Saved entries:
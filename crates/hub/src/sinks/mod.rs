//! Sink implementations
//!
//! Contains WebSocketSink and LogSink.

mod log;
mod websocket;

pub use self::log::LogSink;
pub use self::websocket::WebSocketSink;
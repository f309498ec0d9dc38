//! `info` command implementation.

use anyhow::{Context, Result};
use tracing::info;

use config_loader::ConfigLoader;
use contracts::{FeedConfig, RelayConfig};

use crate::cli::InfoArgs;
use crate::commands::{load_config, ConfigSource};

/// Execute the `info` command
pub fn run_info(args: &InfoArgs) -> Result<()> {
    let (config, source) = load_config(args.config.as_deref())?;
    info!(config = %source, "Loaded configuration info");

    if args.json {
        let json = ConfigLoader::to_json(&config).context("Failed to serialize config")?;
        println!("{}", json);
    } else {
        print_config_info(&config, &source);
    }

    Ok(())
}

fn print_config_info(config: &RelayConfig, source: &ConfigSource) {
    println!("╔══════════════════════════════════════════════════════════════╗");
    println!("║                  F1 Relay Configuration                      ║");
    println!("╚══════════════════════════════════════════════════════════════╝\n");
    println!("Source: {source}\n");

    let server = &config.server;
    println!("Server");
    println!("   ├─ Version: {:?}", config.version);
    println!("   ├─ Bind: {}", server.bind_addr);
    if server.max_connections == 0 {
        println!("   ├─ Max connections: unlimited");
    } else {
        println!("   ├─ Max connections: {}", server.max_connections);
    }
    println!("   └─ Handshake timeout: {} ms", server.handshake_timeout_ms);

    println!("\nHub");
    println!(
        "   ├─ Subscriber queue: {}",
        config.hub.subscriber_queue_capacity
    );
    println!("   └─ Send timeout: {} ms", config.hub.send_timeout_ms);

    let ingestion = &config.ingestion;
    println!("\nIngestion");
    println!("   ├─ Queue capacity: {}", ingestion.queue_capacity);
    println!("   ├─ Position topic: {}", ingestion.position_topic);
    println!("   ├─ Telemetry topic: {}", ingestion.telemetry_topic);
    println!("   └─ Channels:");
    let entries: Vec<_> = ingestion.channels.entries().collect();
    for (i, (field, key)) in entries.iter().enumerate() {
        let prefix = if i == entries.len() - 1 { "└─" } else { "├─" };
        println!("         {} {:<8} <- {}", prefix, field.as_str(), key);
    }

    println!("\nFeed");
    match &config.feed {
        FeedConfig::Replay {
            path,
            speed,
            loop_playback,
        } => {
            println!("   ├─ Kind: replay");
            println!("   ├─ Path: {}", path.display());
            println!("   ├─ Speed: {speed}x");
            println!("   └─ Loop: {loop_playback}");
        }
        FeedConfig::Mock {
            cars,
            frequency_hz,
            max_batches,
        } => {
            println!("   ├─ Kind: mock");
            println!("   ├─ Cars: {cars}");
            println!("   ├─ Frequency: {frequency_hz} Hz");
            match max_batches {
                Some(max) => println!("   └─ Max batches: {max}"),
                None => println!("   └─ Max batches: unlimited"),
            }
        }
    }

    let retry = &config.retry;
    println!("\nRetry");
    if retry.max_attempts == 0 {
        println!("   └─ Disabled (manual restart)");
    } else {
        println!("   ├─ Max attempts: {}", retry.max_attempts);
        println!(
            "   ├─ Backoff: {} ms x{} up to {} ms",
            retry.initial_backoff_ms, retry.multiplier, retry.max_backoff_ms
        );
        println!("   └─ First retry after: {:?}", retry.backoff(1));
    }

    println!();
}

* * *

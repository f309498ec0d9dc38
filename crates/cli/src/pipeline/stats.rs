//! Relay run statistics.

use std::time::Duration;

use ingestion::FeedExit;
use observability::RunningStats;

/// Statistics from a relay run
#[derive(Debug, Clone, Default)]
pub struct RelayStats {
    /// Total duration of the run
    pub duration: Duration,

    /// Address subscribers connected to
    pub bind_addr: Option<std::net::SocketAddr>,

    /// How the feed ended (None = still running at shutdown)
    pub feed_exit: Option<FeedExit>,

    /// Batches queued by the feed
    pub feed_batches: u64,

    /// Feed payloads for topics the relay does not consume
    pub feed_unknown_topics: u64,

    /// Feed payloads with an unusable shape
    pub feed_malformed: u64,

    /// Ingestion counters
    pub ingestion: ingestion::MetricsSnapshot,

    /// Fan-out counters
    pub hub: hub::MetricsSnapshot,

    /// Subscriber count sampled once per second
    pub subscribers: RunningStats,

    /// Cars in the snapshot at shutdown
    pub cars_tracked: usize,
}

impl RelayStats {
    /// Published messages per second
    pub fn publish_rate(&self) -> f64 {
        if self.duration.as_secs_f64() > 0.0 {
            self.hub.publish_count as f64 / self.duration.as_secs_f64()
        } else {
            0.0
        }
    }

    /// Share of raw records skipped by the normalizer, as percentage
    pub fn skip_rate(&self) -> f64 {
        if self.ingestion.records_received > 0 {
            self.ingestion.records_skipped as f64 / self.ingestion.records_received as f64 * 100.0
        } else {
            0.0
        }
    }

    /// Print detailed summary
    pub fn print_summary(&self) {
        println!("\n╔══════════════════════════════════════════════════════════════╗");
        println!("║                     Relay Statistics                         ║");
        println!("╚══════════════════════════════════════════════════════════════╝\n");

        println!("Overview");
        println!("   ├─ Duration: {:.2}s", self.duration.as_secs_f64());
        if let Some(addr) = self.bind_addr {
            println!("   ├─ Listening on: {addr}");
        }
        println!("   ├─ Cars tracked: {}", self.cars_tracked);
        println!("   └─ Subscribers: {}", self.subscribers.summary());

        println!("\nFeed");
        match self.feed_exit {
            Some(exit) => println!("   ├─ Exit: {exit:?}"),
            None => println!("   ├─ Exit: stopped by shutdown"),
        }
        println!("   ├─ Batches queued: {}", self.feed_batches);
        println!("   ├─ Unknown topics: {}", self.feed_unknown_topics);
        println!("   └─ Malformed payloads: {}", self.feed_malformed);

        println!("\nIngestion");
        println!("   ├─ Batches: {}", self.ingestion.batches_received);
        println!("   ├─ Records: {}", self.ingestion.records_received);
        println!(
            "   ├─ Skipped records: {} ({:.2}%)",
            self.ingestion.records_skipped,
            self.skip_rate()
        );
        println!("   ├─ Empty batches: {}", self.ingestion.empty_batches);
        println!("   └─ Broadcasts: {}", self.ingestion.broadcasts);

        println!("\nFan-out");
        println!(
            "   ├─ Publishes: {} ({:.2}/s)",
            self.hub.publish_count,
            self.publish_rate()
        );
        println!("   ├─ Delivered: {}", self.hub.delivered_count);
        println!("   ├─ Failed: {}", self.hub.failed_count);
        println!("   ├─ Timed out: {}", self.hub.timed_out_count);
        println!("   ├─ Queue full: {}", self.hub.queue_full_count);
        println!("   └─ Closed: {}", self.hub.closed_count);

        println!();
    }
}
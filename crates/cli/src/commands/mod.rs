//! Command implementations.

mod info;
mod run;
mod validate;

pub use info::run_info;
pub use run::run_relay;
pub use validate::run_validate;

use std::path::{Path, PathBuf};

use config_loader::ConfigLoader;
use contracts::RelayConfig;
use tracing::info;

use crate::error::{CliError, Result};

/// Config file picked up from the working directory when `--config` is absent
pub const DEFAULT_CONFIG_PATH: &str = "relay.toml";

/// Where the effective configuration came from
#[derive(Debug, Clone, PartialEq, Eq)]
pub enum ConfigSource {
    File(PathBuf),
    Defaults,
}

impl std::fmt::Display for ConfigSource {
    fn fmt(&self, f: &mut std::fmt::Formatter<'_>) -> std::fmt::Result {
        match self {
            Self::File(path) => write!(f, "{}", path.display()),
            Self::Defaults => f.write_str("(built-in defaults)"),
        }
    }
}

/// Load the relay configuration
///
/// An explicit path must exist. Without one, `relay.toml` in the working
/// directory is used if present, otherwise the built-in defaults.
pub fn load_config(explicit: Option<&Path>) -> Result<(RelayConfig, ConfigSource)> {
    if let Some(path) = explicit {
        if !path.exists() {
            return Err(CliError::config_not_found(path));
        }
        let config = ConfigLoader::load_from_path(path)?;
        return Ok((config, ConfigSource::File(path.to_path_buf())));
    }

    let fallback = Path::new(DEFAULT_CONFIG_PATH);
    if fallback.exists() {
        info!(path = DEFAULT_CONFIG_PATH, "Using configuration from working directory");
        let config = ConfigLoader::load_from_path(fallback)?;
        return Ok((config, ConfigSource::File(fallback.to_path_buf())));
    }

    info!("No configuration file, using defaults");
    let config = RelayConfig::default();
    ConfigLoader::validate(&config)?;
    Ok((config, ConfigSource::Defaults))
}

Required work:
Find the line with "pub const DEFAULT_CONFIG_PATH: &str" in the entries above. Retype it and each line after it, exactly, through the line with "if let Some(path)", and stop there.

Response to the exercise:
pub const DEFAULT_CONFIG_PATH: &str = "relay.toml";

/// Where the effective configuration came from
#[derive(Debug, Clone, PartialEq, Eq)]
pub enum ConfigSource {
    File(PathBuf),
    Defaults,
}

impl std::fmt::Display for ConfigSource {
    fn fmt(&self, f: &mut std::fmt::Formatter<'_>) -> std::fmt::Result {
        match self {
            Self::File(path) => write!(f, "{}", path.display()),
            Self::Defaults => f.write_str("(built-in defaults)"),
        }
    }
}

/// Load the relay configuration
///
/// An explicit path must exist. Without one, `relay.toml` in the working
/// directory is used if present, otherwise the built-in defaults.
pub fn load_config(explicit: Option<&Path>) -> Result<(RelayConfig, ConfigSource)> {
    if let Some(path) = explicit {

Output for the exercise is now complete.